9 de outubro de 2000
Olimpíada, ainda...

Há semanas em que são tantos os assuntos acumulados ao longo dos dias que dá vontade de fazer um texto só de notas. Valeria ainda a pena, por exemplo, perder uma crônica inteira para falar da burrice da maior parte das análises sobre o desempenho do Brasil na Olimpíada? Foi o primeira manifestação pública em grande escala da cultura da auto-ajuda, do pseudomisticismo e dos manuais de marketing.

Sobraram números, gráficos e estatísticas. Interpretações psicológicas e explicações sobrenaturais. Faltou informação, conhecimento. Houve exceções brilhantes: Oscar Valporto, em O Globo, por exemplo. Mas prevaleceu a burrice espetaculosa. A burrice monumental e cada vez mais apavorante.

Não falo da ignorância que as vezes coincide com a inocência. Falo dessa burrice arrogante e teimosa, que erra com ares de argumento. É apavorante porque é essa burrice que serve de fundo intelectual para a violência física: o imbecil moderno corre numa esteira lendo um livro de auto-ajuda. Corre sem sair do lugar. Lê sem sair do lugar.

Já foi longe demais essa crença de que basta a qualquer panaca decorar meia dúzia de preceitos vagos e exercitá-los com intensidade obsessiva e à custa da paciência alheia para que o mundo se curve ao seu desejo. Os estragos que essa filosofia produz na vida cotidiana são imensuráveis. Ela vive da reiteração de palavras-de-ordem e idéias pseudocientíficas e acostumou-se a tratar aquele que discorda como alguém incapaz de alcançar a "novidade" das suas idéias.

Guiadas pelo primarismo da idéia de que não é o outro quem ganha, é você quem perde, a maioria dos comentários parecia desconhecer o óbVIo: que o adversário também quer a vitória. E que basta um minuto de descontrole em provas sempre eliminatórias para se perder. Pois, de modo geral, os atletas se equivalem: onde mais se ganha é no erro do outro. E todo mundo erra. Ponto final. O resto é técnica, tradição e preparação.

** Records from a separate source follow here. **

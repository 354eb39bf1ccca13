//! # Transform Math
//!
//! Minimal vector/quaternion types for the transform graph.
//!
//! All types are `#[repr(C)]` and `Pod`, so they can be copied straight into
//! GPU buffers by a rendering collaborator.

use std::ops::{Add, AddAssign, Mul, Neg, Sub};

use bytemuck::{Pod, Zeroable};

/// 3D vector.
#[derive(Clone, Copy, Debug, Default, PartialEq, Pod, Zeroable)]
#[repr(C)]
pub struct Vec3 {
    /// X component.
    pub x: f32,
    /// Y component.
    pub y: f32,
    /// Z component.
    pub z: f32,
}

impl Vec3 {
    /// All zeros.
    pub const ZERO: Self = Self::new(0.0, 0.0, 0.0);
    /// All ones.
    pub const ONE: Self = Self::new(1.0, 1.0, 1.0);
    /// Unit X.
    pub const X: Self = Self::new(1.0, 0.0, 0.0);
    /// Unit Y.
    pub const Y: Self = Self::new(0.0, 1.0, 0.0);
    /// Unit Z.
    pub const Z: Self = Self::new(0.0, 0.0, 1.0);

    /// Creates a vector.
    #[inline]
    #[must_use]
    pub const fn new(x: f32, y: f32, z: f32) -> Self {
        Self { x, y, z }
    }

    /// Creates a vector with all components set to `v`.
    #[inline]
    #[must_use]
    pub const fn splat(v: f32) -> Self {
        Self::new(v, v, v)
    }

    /// Component-wise product.
    #[inline]
    #[must_use]
    pub fn hadamard(self, other: Self) -> Self {
        Self::new(self.x * other.x, self.y * other.y, self.z * other.z)
    }

    /// Dot product.
    #[inline]
    #[must_use]
    pub fn dot(self, other: Self) -> f32 {
        self.x * other.x + self.y * other.y + self.z * other.z
    }

    /// Cross product.
    #[inline]
    #[must_use]
    pub fn cross(self, other: Self) -> Self {
        Self::new(
            self.y * other.z - self.z * other.y,
            self.z * other.x - self.x * other.z,
            self.x * other.y - self.y * other.x,
        )
    }

    /// Squared length.
    ///
    /// This avoids the sqrt call for length comparisons.
    #[inline]
    #[must_use]
    pub fn length_squared(self) -> f32 {
        self.dot(self)
    }

    /// Length.
    #[inline]
    #[must_use]
    pub fn length(self) -> f32 {
        self.length_squared().sqrt()
    }

    /// Whether every component is within `epsilon` of `other`'s.
    #[must_use]
    pub fn approx_eq(self, other: Self, epsilon: f32) -> bool {
        (self.x - other.x).abs() <= epsilon
            && (self.y - other.y).abs() <= epsilon
            && (self.z - other.z).abs() <= epsilon
    }
}

impl Add for Vec3 {
    type Output = Self;

    #[inline]
    fn add(self, rhs: Self) -> Self {
        Self::new(self.x + rhs.x, self.y + rhs.y, self.z + rhs.z)
    }
}

impl AddAssign for Vec3 {
    #[inline]
    fn add_assign(&mut self, rhs: Self) {
        *self = *self + rhs;
    }
}

impl Sub for Vec3 {
    type Output = Self;

    #[inline]
    fn sub(self, rhs: Self) -> Self {
        Self::new(self.x - rhs.x, self.y - rhs.y, self.z - rhs.z)
    }
}

impl Mul<f32> for Vec3 {
    type Output = Self;

    #[inline]
    fn mul(self, rhs: f32) -> Self {
        Self::new(self.x * rhs, self.y * rhs, self.z * rhs)
    }
}

impl Neg for Vec3 {
    type Output = Self;

    #[inline]
    fn neg(self) -> Self {
        Self::new(-self.x, -self.y, -self.z)
    }
}

impl From<[f32; 3]> for Vec3 {
    fn from([x, y, z]: [f32; 3]) -> Self {
        Self::new(x, y, z)
    }
}

/// Rotation quaternion `(x, y, z, w)`.
#[derive(Clone, Copy, Debug, PartialEq, Pod, Zeroable)]
#[repr(C)]
pub struct Quat {
    /// Vector part X.
    pub x: f32,
    /// Vector part Y.
    pub y: f32,
    /// Vector part Z.
    pub z: f32,
    /// Scalar part.
    pub w: f32,
}

impl Default for Quat {
    fn default() -> Self {
        Self::IDENTITY
    }
}

impl Quat {
    /// No rotation.
    pub const IDENTITY: Self = Self::from_xyzw(0.0, 0.0, 0.0, 1.0);

    /// Creates a quaternion from raw components.
    #[inline]
    #[must_use]
    pub const fn from_xyzw(x: f32, y: f32, z: f32, w: f32) -> Self {
        Self { x, y, z, w }
    }

    /// Rotation of `angle` radians around `axis` (normalized here).
    #[must_use]
    pub fn from_axis_angle(axis: Vec3, angle: f32) -> Self {
        let len = axis.length();
        if len <= f32::EPSILON {
            return Self::IDENTITY;
        }
        let axis = axis * (1.0 / len);
        let (sin, cos) = (angle * 0.5).sin_cos();
        Self::from_xyzw(axis.x * sin, axis.y * sin, axis.z * sin, cos)
    }

    /// Rotation around the Y axis.
    #[must_use]
    pub fn from_rotation_y(angle: f32) -> Self {
        Self::from_axis_angle(Vec3::Y, angle)
    }

    /// Rotation around the Z axis.
    #[must_use]
    pub fn from_rotation_z(angle: f32) -> Self {
        Self::from_axis_angle(Vec3::Z, angle)
    }

    /// Inverse rotation for unit quaternions.
    #[inline]
    #[must_use]
    pub fn conjugate(self) -> Self {
        Self::from_xyzw(-self.x, -self.y, -self.z, self.w)
    }

    /// Scales to unit length; degenerate input yields identity.
    #[must_use]
    pub fn normalize(self) -> Self {
        let len = (self.x * self.x + self.y * self.y + self.z * self.z + self.w * self.w).sqrt();
        if len <= f32::EPSILON {
            return Self::IDENTITY;
        }
        let inv = 1.0 / len;
        Self::from_xyzw(self.x * inv, self.y * inv, self.z * inv, self.w * inv)
    }

    /// Rotates `v`.
    #[inline]
    #[must_use]
    pub fn rotate(self, v: Vec3) -> Vec3 {
        let q = Vec3::new(self.x, self.y, self.z);
        let t = q.cross(v) * 2.0;
        v + t * self.w + q.cross(t)
    }

    /// Whether every component is within `epsilon` of `other`'s.
    #[must_use]
    pub fn approx_eq(self, other: Self, epsilon: f32) -> bool {
        (self.x - other.x).abs() <= epsilon
            && (self.y - other.y).abs() <= epsilon
            && (self.z - other.z).abs() <= epsilon
            && (self.w - other.w).abs() <= epsilon
    }
}

impl Mul for Quat {
    type Output = Self;

    /// Hamilton product: `self * rhs` applies `rhs` first.
    #[inline]
    fn mul(self, rhs: Self) -> Self {
        Self::from_xyzw(
            self.w * rhs.x + self.x * rhs.w + self.y * rhs.z - self.z * rhs.y,
            self.w * rhs.y - self.x * rhs.z + self.y * rhs.w + self.z * rhs.x,
            self.w * rhs.z + self.x * rhs.y - self.y * rhs.x + self.z * rhs.w,
            self.w * rhs.w - self.x * rhs.x - self.y * rhs.y - self.z * rhs.z,
        )
    }
}

impl Mul<Vec3> for Quat {
    type Output = Vec3;

    #[inline]
    fn mul(self, rhs: Vec3) -> Vec3 {
        self.rotate(rhs)
    }
}

/// Translation, rotation and scale.
#[derive(Clone, Copy, Debug, PartialEq, Pod, Zeroable)]
#[repr(C)]
pub struct Trs {
    /// Position.
    pub translation: Vec3,
    /// Orientation.
    pub rotation: Quat,
    /// Per-axis scale.
    pub scale: Vec3,
}

impl Default for Trs {
    fn default() -> Self {
        Self::IDENTITY
    }
}

impl Trs {
    /// Origin, no rotation, unit scale.
    pub const IDENTITY: Self = Self {
        translation: Vec3::ZERO,
        rotation: Quat::IDENTITY,
        scale: Vec3::ONE,
    };

    /// Creates a TRS.
    #[must_use]
    pub const fn new(translation: Vec3, rotation: Quat, scale: Vec3) -> Self {
        Self {
            translation,
            rotation,
            scale,
        }
    }

    /// Pure translation.
    #[must_use]
    pub const fn from_translation(translation: Vec3) -> Self {
        Self {
            translation,
            ..Self::IDENTITY
        }
    }

    /// Places `local` in the space described by `self` (the parent's world
    /// transform).
    ///
    /// - translation: `parent.t + parent.r * (parent.s ⊙ local.t)`
    /// - rotation: `parent.r * local.r`
    /// - scale: `parent.s ⊙ local.s`
    #[inline]
    #[must_use]
    pub fn compose(&self, local: &Self) -> Self {
        Self {
            translation: self.translation
                + self.rotation.rotate(self.scale.hadamard(local.translation)),
            rotation: self.rotation * local.rotation,
            scale: self.scale.hadamard(local.scale),
        }
    }

    /// Transforms a point from local to this space.
    #[must_use]
    pub fn transform_point(&self, point: Vec3) -> Vec3 {
        self.translation + self.rotation.rotate(self.scale.hadamard(point))
    }
}

#[cfg(test)]
mod tests {
    use super::*;
    use std::f32::consts::FRAC_PI_2;

    const EPS: f32 = 1e-5;

    #[test]
    fn test_pod_layout() {
        assert_eq!(std::mem::size_of::<Vec3>(), 12);
        assert_eq!(std::mem::size_of::<Quat>(), 16);
        assert_eq!(std::mem::size_of::<Trs>(), 40);
        let bytes = bytemuck::bytes_of(&Trs::IDENTITY);
        assert_eq!(bytes.len(), 40);
    }

    #[test]
    fn test_rotate_quarter_turn() {
        let q = Quat::from_rotation_z(FRAC_PI_2);
        assert!(q.rotate(Vec3::X).approx_eq(Vec3::Y, EPS));
        assert!((q * Vec3::Y).approx_eq(-Vec3::X, EPS));
    }

    #[test]
    fn test_quat_composition_order() {
        let a = Quat::from_rotation_z(FRAC_PI_2);
        let b = Quat::from_rotation_y(FRAC_PI_2);
        let v = Vec3::X;
        assert!((a * b).rotate(v).approx_eq(a.rotate(b.rotate(v)), EPS));
        assert!((a * a.conjugate()).approx_eq(Quat::IDENTITY, EPS));
    }

    #[test]
    fn test_compose_identity_parent() {
        let local = Trs::new(Vec3::new(1.0, 2.0, 3.0), Quat::from_rotation_y(0.3), Vec3::splat(2.0));
        assert_eq!(Trs::IDENTITY.compose(&local), local);
    }

    #[test]
    fn test_compose_formula() {
        let parent = Trs::new(
            Vec3::new(10.0, 0.0, 0.0),
            Quat::from_rotation_z(FRAC_PI_2),
            Vec3::splat(2.0),
        );
        let local = Trs::from_translation(Vec3::new(1.0, 0.0, 0.0));
        let world = parent.compose(&local);
        // 10 + rot90(2 * 1, 0, 0) = (10, 2, 0)
        assert!(world.translation.approx_eq(Vec3::new(10.0, 2.0, 0.0), EPS));
        assert_eq!(world.scale, Vec3::splat(2.0));
        assert!(world.rotation.approx_eq(parent.rotation, EPS));
    }

    #[test]
    fn test_degenerate_inputs() {
        assert_eq!(Quat::from_axis_angle(Vec3::ZERO, 1.0), Quat::IDENTITY);
        assert_eq!(Quat::from_xyzw(0.0, 0.0, 0.0, 0.0).normalize(), Quat::IDENTITY);
    }
}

No final das contas, foram doze medalhas contra quinze. As três ou quatro que faltaram foram as do Guga, do Rodrigo, do vôlei masculino e do futebol. Seriam dezesseis medalhas. Se de ouro, prata ou bronze - isso é coisa do dia, da hora - dos designios insondáveis do corpo.

Pouquíssimos atletas ou equipes estão preparados para dar o show de superação das meninas do vôlei cubano ou dos corredores brasileiros do 4x100. Que concentração tem a Regla Torres, a desafiar com seus olhos impassíveis a loura muralha russa... Inesquecível.

Medo do sucesso tem o sujeito que acha a prata um mau resultado, que diz: "a prata é uma medalha que se perde" - porque não se ganhou o ouro. E a campanha para chegar até ali, na final?

Se quisermos mais medalhas, nós, os brasileiros, a gente comum que perde noites de sono em frente a TV torcendo, teremos de ser mais inteligentes. O cachê da Marília Gabriela para fazer papel de boba em um anúncio da Intelig daria pra formar um atleta.

A CBF gastou R$ 2,7 milhões, supostamente com o futebol. A equipe de atletismo teve uma verba de R$ 29 mil para custear seus dezoito atletas.

O Senado promete ameaça investigar a CBF e o futebol. É de se ver... Da nossa parte, está na hora do cidadão começar a boicotar as empresas que não adotarem uma politica de apoio ao esporte olímpico - em vez de se deixar seduzir por anúncios engraçadinhos. Mas quem se habilita a puxar uma campanha dessas?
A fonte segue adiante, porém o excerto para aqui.